[Items listed in a dataset]
▬▬▬▬▬▬▬▬▬▬

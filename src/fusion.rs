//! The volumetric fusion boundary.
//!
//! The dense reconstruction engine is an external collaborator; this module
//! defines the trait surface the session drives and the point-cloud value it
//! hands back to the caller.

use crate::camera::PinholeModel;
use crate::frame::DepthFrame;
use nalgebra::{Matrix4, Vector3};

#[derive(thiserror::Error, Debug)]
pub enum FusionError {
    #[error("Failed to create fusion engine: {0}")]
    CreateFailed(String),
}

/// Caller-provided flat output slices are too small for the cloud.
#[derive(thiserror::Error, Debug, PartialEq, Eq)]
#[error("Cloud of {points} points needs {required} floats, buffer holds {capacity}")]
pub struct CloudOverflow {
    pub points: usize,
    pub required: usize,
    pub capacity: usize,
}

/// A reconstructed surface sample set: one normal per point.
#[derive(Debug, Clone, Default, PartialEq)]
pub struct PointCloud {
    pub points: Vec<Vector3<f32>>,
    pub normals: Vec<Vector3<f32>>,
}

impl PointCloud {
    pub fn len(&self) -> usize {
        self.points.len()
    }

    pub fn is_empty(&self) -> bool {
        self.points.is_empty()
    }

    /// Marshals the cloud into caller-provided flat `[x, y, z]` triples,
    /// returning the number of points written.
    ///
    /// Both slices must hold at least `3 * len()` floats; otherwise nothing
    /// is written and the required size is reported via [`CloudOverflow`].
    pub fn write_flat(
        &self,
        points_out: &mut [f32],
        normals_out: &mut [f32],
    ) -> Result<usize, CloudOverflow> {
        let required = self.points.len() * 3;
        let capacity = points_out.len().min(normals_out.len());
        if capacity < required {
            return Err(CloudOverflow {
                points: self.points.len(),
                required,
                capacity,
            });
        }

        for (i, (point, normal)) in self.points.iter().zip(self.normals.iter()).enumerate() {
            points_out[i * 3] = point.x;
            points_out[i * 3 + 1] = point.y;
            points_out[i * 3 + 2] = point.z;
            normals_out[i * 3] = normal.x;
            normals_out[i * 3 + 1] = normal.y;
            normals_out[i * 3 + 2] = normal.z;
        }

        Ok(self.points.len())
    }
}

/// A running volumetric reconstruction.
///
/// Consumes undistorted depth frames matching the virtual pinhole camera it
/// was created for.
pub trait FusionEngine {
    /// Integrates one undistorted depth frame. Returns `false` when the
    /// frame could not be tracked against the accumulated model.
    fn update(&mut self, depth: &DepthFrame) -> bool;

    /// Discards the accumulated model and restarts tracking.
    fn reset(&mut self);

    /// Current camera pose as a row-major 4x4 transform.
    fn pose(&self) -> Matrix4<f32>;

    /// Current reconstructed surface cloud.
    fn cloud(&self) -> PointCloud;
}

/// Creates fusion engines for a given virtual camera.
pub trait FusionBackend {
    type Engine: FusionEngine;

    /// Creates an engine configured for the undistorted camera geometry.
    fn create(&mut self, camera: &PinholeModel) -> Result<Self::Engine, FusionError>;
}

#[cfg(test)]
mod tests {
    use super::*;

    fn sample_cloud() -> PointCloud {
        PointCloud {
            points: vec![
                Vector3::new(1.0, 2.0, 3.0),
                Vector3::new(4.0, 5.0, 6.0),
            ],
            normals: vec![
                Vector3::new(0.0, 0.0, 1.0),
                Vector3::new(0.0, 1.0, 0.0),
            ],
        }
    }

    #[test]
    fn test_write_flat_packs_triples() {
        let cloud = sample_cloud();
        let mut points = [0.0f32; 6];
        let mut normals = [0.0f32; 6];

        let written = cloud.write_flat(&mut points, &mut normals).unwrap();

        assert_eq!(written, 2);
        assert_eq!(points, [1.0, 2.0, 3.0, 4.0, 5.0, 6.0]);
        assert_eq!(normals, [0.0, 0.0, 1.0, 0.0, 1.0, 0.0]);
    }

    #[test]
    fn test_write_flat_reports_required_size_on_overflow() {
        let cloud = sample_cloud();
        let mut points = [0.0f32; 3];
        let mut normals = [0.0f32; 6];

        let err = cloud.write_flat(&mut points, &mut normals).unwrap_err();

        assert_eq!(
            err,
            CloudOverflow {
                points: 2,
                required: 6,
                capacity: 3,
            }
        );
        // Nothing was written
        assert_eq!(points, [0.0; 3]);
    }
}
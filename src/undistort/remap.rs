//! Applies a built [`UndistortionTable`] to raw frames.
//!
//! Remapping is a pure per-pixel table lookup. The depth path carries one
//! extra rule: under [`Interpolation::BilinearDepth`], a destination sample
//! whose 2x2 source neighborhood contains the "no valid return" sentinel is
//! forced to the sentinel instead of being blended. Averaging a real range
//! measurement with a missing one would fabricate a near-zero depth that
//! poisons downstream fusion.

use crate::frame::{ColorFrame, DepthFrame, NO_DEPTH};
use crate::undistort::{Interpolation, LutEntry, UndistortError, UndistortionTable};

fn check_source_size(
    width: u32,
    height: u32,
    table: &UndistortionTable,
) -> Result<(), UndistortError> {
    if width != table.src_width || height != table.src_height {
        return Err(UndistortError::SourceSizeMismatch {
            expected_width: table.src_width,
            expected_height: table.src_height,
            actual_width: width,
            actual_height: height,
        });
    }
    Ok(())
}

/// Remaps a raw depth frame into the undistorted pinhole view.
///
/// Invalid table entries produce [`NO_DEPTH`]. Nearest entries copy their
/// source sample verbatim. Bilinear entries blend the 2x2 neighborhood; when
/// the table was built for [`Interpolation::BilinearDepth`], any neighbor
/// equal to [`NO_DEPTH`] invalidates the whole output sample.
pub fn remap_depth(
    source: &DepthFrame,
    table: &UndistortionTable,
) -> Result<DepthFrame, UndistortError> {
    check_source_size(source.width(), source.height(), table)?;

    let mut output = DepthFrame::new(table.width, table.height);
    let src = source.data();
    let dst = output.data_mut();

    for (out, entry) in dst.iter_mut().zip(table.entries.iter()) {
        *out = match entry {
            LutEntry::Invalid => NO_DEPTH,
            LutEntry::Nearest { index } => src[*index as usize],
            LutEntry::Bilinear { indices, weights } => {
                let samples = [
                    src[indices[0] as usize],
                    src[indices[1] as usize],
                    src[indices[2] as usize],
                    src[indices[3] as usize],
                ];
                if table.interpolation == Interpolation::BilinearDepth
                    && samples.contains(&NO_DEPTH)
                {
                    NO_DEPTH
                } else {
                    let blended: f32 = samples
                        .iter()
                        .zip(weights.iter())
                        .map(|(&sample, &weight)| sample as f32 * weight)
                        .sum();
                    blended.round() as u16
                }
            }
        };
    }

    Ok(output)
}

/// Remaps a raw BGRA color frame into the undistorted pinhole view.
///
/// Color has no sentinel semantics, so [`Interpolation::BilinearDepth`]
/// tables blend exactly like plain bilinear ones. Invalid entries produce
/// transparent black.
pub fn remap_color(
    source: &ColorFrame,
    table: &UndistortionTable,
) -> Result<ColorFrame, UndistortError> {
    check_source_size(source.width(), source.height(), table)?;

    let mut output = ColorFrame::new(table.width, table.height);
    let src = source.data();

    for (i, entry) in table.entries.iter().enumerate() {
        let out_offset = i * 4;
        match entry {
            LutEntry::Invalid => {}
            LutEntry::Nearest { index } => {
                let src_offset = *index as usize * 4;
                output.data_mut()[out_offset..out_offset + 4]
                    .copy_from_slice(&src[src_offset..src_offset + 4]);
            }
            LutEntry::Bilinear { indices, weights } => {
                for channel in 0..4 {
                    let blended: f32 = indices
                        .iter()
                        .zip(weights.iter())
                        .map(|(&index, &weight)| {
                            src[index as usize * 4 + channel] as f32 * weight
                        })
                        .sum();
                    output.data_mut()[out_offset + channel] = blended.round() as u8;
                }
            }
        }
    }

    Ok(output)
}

▬▬▬▬▬▬▬▬▬▬

## Task goal
Within the records above, find every line holding the word "trait" and give the total as a bare number.

## Answer to the problem
3